I always say died or dead. The day my child died I informed people they were dead. No euphemisms. If someone asks how she is, I say they died. I don't have a problem if other people prefer something less direct, it's just what comes more naturally to me.
That's just as well, because I will say it how I want to. 
My mother always said 'My daughter died in a road accident'. I never heard either of my parents use a euphemism for death.
When I went to a school reunion and people who knew both of us asked after my sister I aways replied that she died X number of years ago in a road accident.
MissAdventure I do not think anyone has suggested you should describe the loss of a child in the phrase you suggest.
I think people should say whatever they prefer. In my case I prefer died or lost, I wouldn’t use the other words. The only expression which I really don’t like is gained his/her angel wings but if someone wants to use that I would simply accept it. It’s their relative and they should be able to describe the death however they feel comfortable.
MissAdventure I completely agree and understand .
Like many posters, I’d go with what the bereaved want to use. When my Dad died, we said we’d list him because that was how it felt.
MissAdventure
I've read in here before that it makes people want to scream.
Try saying "my child is dead. End of", when someone doesn't know and asks how they are.
That will make you want to scream.
With you on that MissAdventure ?
I could say “He died” and I would never have opted for any euphemisms .
But I would not get worked up at what others say.

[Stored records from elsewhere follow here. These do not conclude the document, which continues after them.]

//! Edge-aligned column layout.
//!
//! Strong vertical structures (door hinges, frame edges) show up as large
//! jumps between neighbouring column intensity sums. The layout keeps the `k`
//! strongest jumps, at most one per block of `window` columns and one per
//! batch of `width / k` columns, then assumes the structures are evenly spaced:
//! the window width is the distance between the first two selected columns.
//!
//! This is a best-effort heuristic, not a guaranteed detector.
use super::{Splice, SplicePlan, SplicePlanner};
use crate::error::{PrepError, Result};
use crate::image::PixelImage;
use log::debug;

/// Columns per block; at most one candidate survives per block.
pub const DEFAULT_FEATURE_WINDOW: usize = 5;

/// (column index, absolute intensity difference to the previous column)
type Candidate = (usize, u64);

#[derive(Clone, Copy, Debug, PartialEq, Eq)]
pub struct FeatureLayout {
    /// Window height in rows.
    pub dim: usize,
    /// Number of features (column windows).
    pub k: usize,
    /// Block width in columns.
    pub window: usize,
}

impl FeatureLayout {
    pub fn new(dim: usize, k: usize) -> Self {
        Self {
            dim,
            k,
            window: DEFAULT_FEATURE_WINDOW,
        }
    }

    pub fn with_window(mut self, window: usize) -> Self {
        self.window = window;
        self
    }

    /// Strongest `k` column edges, sorted by column index.
    pub fn select_features(&self, column_sums: &[u64]) -> Vec<Candidate> {
        let k = self.k;
        let window = self.window.max(1);
        let batch = (column_sums.len() / k.max(1)).max(1);

        let mut top: Vec<Candidate> = Vec::with_capacity(k);
        let mut block_best: Option<Candidate> = None;
        let mut batch_best: Option<Candidate> = None;

        for i in 1..column_sums.len() {
            let diff = column_sums[i].abs_diff(column_sums[i - 1]);
            if top.len() < k {
                top.push((i, diff));
            }
            keep_stronger(&mut block_best, (i, diff));

            if i % window == 0 {
                if let Some(candidate) = block_best.take() {
                    keep_stronger(&mut batch_best, candidate);
                }
            }
            if i % batch == 0 {
                if let Some(rep) = batch_best.take() {
                    offer(&mut top, rep);
                }
            }
        }
        // Trailing partial block and batch.
        if let Some(candidate) = block_best.take() {
            keep_stronger(&mut batch_best, candidate);
        }
        if let Some(rep) = batch_best.take() {
            offer(&mut top, rep);
        }

        top.sort_by_key(|&(index, _)| index);
        top
    }
}

/// Replace `slot` only when `candidate` is strictly stronger; ties keep the
/// earlier column.
fn keep_stronger(slot: &mut Option<Candidate>, candidate: Candidate) {
    if slot.is_none_or(|current| candidate.1 > current.1) {
        *slot = Some(candidate);
    }
}

/// Swap the weakest entry of `top` for `rep` when `rep` is stronger.
fn offer(top: &mut [Candidate], rep: Candidate) {
    if top.iter().any(|&(index, _)| index == rep.0) {
        return;
    }
    let weakest = top
        .iter()
        .enumerate()
        .min_by_key(|(_, candidate)| candidate.1)
        .map(|(slot, candidate)| (slot, candidate.1));
    if let Some((slot, magnitude)) = weakest {
        if magnitude < rep.1 {
            top[slot] = rep;
        }
    }
}

impl SplicePlanner for FeatureLayout {
    fn plan(&self, image: &PixelImage) -> Result<SplicePlan> {
        let (k, dim) = (self.k, self.dim);
        if k < 2 {
            return Err(PrepError::config(format!(
                "feature layout needs k >= 2, got {k}"
            )));
        }
        if dim == 0 || image.h % dim != 0 {
            return Err(PrepError::config(format!(
                "image height {} is not divisible by row dimension {dim}",
                image.h
            )));
        }
        if image.w <= k {
            return Err(PrepError::config(format!(
                "image width {} too small for {k} features",
                image.w
            )));
        }

        let column_sums: Vec<u64> = (0..image.w).map(|x| image.column_intensity(x)).collect();
        let features = self.select_features(&column_sums);
        debug!("feature layout: selected columns {features:?}");

        let start = features[0].0;
        let width = features[1].0 - features[0].0;
        if width == 0 {
            return Err(PrepError::config("feature layout produced a zero-width window"));
        }

        let end = start + k * width;
        if end > image.w {
            return Err(PrepError::config(format!(
                "{k} feature windows of width {width} from column {start} overrun image width {}",
                image.w
            )));
        }

        let mut splices = Vec::with_capacity(k * (image.h / dim));
        for c in (start..end).step_by(width) {
            for r in (0..image.h).step_by(dim) {
                splices.push(Splice::new(r..r + dim, c..c + width));
            }
        }
        let plan = SplicePlan::new(splices);
        plan.validate(image.w, image.h)?;
        Ok(plan)
    }
}
use crate::balance::BalanceParams;
use crate::dataset::SplitParams;
use crate::error::{PrepError, Result};
use crate::partition::PartitionParams;
use crate::splice::SpliceStrategy;
use serde::Deserialize;
use std::fs;
use std::path::{Path, PathBuf};

#[derive(Clone, Debug, Deserialize)]
pub struct OutputConfig {
    /// Patch PNGs labeled anomalous; also receives the anomalous corpus file.
    pub anomalous_dir: PathBuf,
    /// Patch PNGs labeled normal; also receives the normal corpus file.
    pub normal_dir: PathBuf,
    #[serde(default)]
    pub report_json: Option<PathBuf>,
    /// Traced reference masks, for inspection.
    #[serde(default)]
    pub mask_dir: Option<PathBuf>,
    #[serde(default = "default_true")]
    pub save_patches: bool,
}

fn default_true() -> bool {
    true
}

#[derive(Clone, Debug, Deserialize)]
pub struct RuntimeConfig {
    /// Flat directory of PNG inspection images.
    pub input_dir: PathBuf,
    /// Keep only images of this subtype.
    #[serde(default)]
    pub subtype: Option<String>,
    /// Invert the subtype filter.
    #[serde(default)]
    pub leave_out: bool,
    pub strategies: Vec<SpliceStrategy>,
    #[serde(default)]
    pub partition: PartitionParams,
    #[serde(default)]
    pub balance: BalanceParams,
    #[serde(default)]
    pub split: SplitParams,
    pub output: OutputConfig,
}

impl RuntimeConfig {
    pub fn validate(&self) -> Result<()> {
        if self.strategies.is_empty() {
            return Err(PrepError::config("at least one splice strategy is required"));
        }
        for strategy in &self.strategies {
            match *strategy {
                SpliceStrategy::Uniform { dim } if dim == 0 => {
                    return Err(PrepError::config("uniform splice dim must be positive"));
                }
                SpliceStrategy::Feature { dim, k, window } if dim == 0 || k < 2 || window == 0 => {
                    return Err(PrepError::config(format!(
                        "feature splice needs dim > 0, k >= 2, window > 0 (got dim {dim}, k {k}, window {window})"
                    )));
                }
                _ => {}
            }
        }
        if self.balance.ratio.contains(&0) {
            return Err(PrepError::config(format!(
                "balance ratio components must be positive, got {:?}",
                self.balance.ratio
            )));
        }
        self.partition.validate()
    }

    /// Name prefix for the corpus files.
    pub fn corpus_prefix(&self) -> &str {
        self.subtype.as_deref().unwrap_or("all")
    }
}

pub fn parse_config(json: &str) -> Result<RuntimeConfig> {
    let config: RuntimeConfig = serde_json::from_str(json)
        .map_err(|e| PrepError::config(format!("failed to parse config: {e}")))?;
    config.validate()?;
    Ok(config)
}

pub fn load_config(path: &Path) -> Result<RuntimeConfig> {
    let contents = fs::read_to_string(path).map_err(|e| PrepError::io(path, e))?;
    parse_config(&contents)
}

When Paw (DH) died I also found myself perfectly able to say calmly he had died but found myself trying to spare the other persons feelings when they got upset 

MissAdventure
If people don't understand what is meant by losing someone, or them passing away, then I feel sorry for them.
Mu mum died, my girl passed away.
Allow the bereaved to deal with it in their own way.
Exactly. 'Died' 'passed away' 'no longer with us' 'Gone to God' people can choose how they wish to describe the death of a loved one.
Anyone irritated by this needs to find a bit of compassion.

Thank you.
Exactly MissA 
Easy enough mistake.
Chatting away, passing time with what one presumes is a grandmother, only to find it's Paddy Macginty's goat.